2. there may even be some hardware related component here that is similarly not well understood. Canon may have even changed something in the manufacturing process that would reduce the exposure of this problem to older 5D3s . I wonder, for example, what portion of the mis-behaving 5D3s have s/n lower than RustyTheGeek's replacement camera?


----------



## neuroanatomist (Dec 13, 2012)

Chuck Alaimo said:


> ...i have found the focus speed to vary depending on ... aperture used, and which AF mode I'm in. Using either of my primes wide open, with single point AF the lag is much more noticable. But, at f2.8-4 losck is achieved much quicker.
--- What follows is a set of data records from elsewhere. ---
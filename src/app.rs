//! Application state and the per-frame steps
//!
//! One mesh, one camera, one light. The frame loop in `main` drives:
//! input -> update -> render -> present.

use crate::config::{ConfigError, ViewerConfig};
use crate::mesh::Mesh;
use crate::rasterizer::{
    project_mesh, render_triangles, Camera, CullMode, Framebuffer, Light, Mat4, PixelSink,
    RenderMode, RenderSettings, Texture, Vec3,
};

/// Discrete events fed in by the input layer
#[derive(Debug, Clone, Copy, PartialEq, Eq)]
pub enum InputEvent {
    Quit,
    /// Render mode preset 1-4
    SelectMode(u8),
    SetCull(CullMode),
}

/// Main application state
pub struct AppState {
    pub config: ViewerConfig,
    pub mesh: Mesh,
    pub camera: Camera,
    pub light: Light,
    pub projection: Mat4,
    pub settings: RenderSettings,
    /// Radians per second per axis
    pub angular_velocity: Vec3,
    pub fb: Framebuffer,
    pub backdrop: Option<Texture>,
    pub running: bool,
    /// Simulated time in seconds
    pub elapsed: f32,
}

impl AppState {
    /// Build the scene from a config, loading the mesh and backdrop it names.
    ///
    /// An unloadable mesh falls back to the builtin cube; an unloadable
    /// backdrop is dropped. Only an invalid config is an error.
    pub fn new(config: ViewerConfig) -> Result<Self, ConfigError> {
        config.validate()?;

        let mesh = match &config.mesh_path {
            Some(path) => Mesh::load_from_file(path).unwrap_or_else(|e| {
                log::error!("Failed to load mesh {}: {}, using builtin cube", path.display(), e);
                Mesh::builtin_cube()
            }),
            None => Mesh::builtin_cube(),
        };

        let backdrop = config.backdrop_path.as_ref().and_then(|path| match Texture::from_file(path) {
            Ok(tex) => {
                log::info!("Loaded backdrop: {} ({}x{})", tex.name, tex.width, tex.height);
                Some(tex)
            }
            Err(e) => {
                log::warn!("Failed to load backdrop {}: {}", path.display(), e);
                None
            }
        });

        Ok(Self::with_mesh(config, mesh, backdrop))
    }

    /// Build the scene around an already loaded mesh
    pub fn with_mesh(config: ViewerConfig, mut mesh: Mesh, backdrop: Option<Texture>) -> Self {
        mesh.translation = config.mesh_translation;
        mesh.scale = config.mesh_scale;

        log::info!(
            "Scene: {} vertices, {} faces, {}x{} framebuffer",
            mesh.vertices.len(),
            mesh.faces.len(),
            config.width,
            config.height
        );

        Self {
            mesh,
            camera: Camera::new(config.camera_position),
            light: config.light(),
            projection: config.projection(),
            settings: config.render_settings(),
            angular_velocity: config.angular_velocity(),
            fb: Framebuffer::new(config.width, config.height),
            backdrop,
            running: true,
            elapsed: 0.0,
            config,
        }
    }

    pub fn handle_event(&mut self, event: InputEvent) {
        match event {
            InputEvent::Quit => {
                log::info!("Quit requested");
                self.running = false;
            }
            InputEvent::SelectMode(index) => match RenderMode::from_preset(index) {
                Some(mode) => {
                    log::info!("Render mode {}: {:?}", index, mode);
                    self.settings.mode = mode;
                }
                None => log::warn!("No render mode preset {}", index),
            },
            InputEvent::SetCull(cull) => {
                log::info!("Cull mode: {:?}", cull);
                self.settings.cull = cull;
            }
        }
    }

    /// Advance simulated time and the mesh rotation by `dt` seconds
    pub fn update(&mut self, dt: f32) {
        let dt = dt.max(0.0);
        self.elapsed += dt;
        self.mesh.update(dt, self.angular_velocity);
    }

    /// Draw one frame into the framebuffer. Returns the triangle count.
    pub fn render(&mut self) -> usize {
        self.fb.clear(self.config.background);
        if let Some(backdrop) = &self.backdrop {
            self.fb.blit(0, 0, backdrop);
        }
        self.fb.draw_grid(self.config.grid_spacing, self.config.grid_color);

        let triangles = project_mesh(
            &self.mesh,
            &self.camera,
            &self.light,
            &self.projection,
            &self.settings,
            self.fb.width,
            self.fb.height,
        );
        render_triangles(&mut self.fb, &triangles, &self.settings);

        log::trace!("frame at {:.3}s: {} triangles", self.elapsed, triangles.len());
        triangles.len()
    }

    pub fn present<S: PixelSink + ?Sized>(&self, sink: &mut S) {
        self.fb.present(sink);
    }

    /// Input, update, render, present. Returns false once quit was requested.
    pub fn step<S: PixelSink + ?Sized>(&mut self, events: &[InputEvent], dt: f32, sink: &mut S) -> bool {
        for &event in events {
            self.handle_event(event);
        }
        if !self.running {
            return false;
        }
        self.update(dt);
        self.render();
        self.present(sink);
        true
    }
}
If true, that's certainly a firmware design choice by Canon. AF is always done wide open, regardless of the selected aperture. It's possible that Canon elected to trade speed for accuracy when a narrower aperture is selected and the tolerance for slight AF errors is higher.


----------



## RustyTheGeek (Dec 13, 2012)

dlleno said:


> I wonder, for example, what portion of the mis-behaving 5D3s have s/n lower than RustyTheGeek's replacement camera?



FYI, the replacement 5D3 I received from Beach Camera that performs better has a *4* in the 6th digit and ends in *4736*. So my current serial number is *xxxxx4xx4736* if that matters or helps anyone. By comparison, the 1st problem 5D3 that I returned had a serial = *xxxxx4xx4037*.

Not sure if the serial number is relevant to the problem but there it is.


----------



## DeckardSolo (Dec 13, 2012)

My serial is *xxxxx4xx5xxx* and has the IR focus issue. I've had it for 2 weeks from an authorized seller.
In -2EV of light my Rebel 550D was faster than the 5D3 (1/2s vs 1s). In 1EV of light the 5D3 is faster. The test was simple. Fully depress the shutter simultaneously on both bodies to see which shot first (images were in focus). 

[The setups were different (5d3+600ex+70-200ii vs 550D+580ex2+24-70v1) but I found in previous tests that combinations of lens and flash did not make a difference to the outcome. Subject was a uniform tiled wall at 8 feet.]


----------



## dlleno (Dec 18, 2012)

DeckardSolo said:


> My serial is *xxxxx4xx5xxx* and has the IR focus issue. I've had it for 2 weeks from an authorized seller.
> *In -2EV of light my Rebel 550D was faster than the 5D3 (1/2s vs 1s)*. In 1EV of light the 5D3 is faster. The test was simple. Fully depress the shutter simultaneously on both bodies to see which shot first (images were in focus).
> 
> [The setups were different (5d3+600ex+70-200ii vs 550D+580ex2+24-70v1) but I found in previous tests that combinations of lens and flash did not make a difference to the outcome. Subject was a uniform tiled wall at 8 feet.]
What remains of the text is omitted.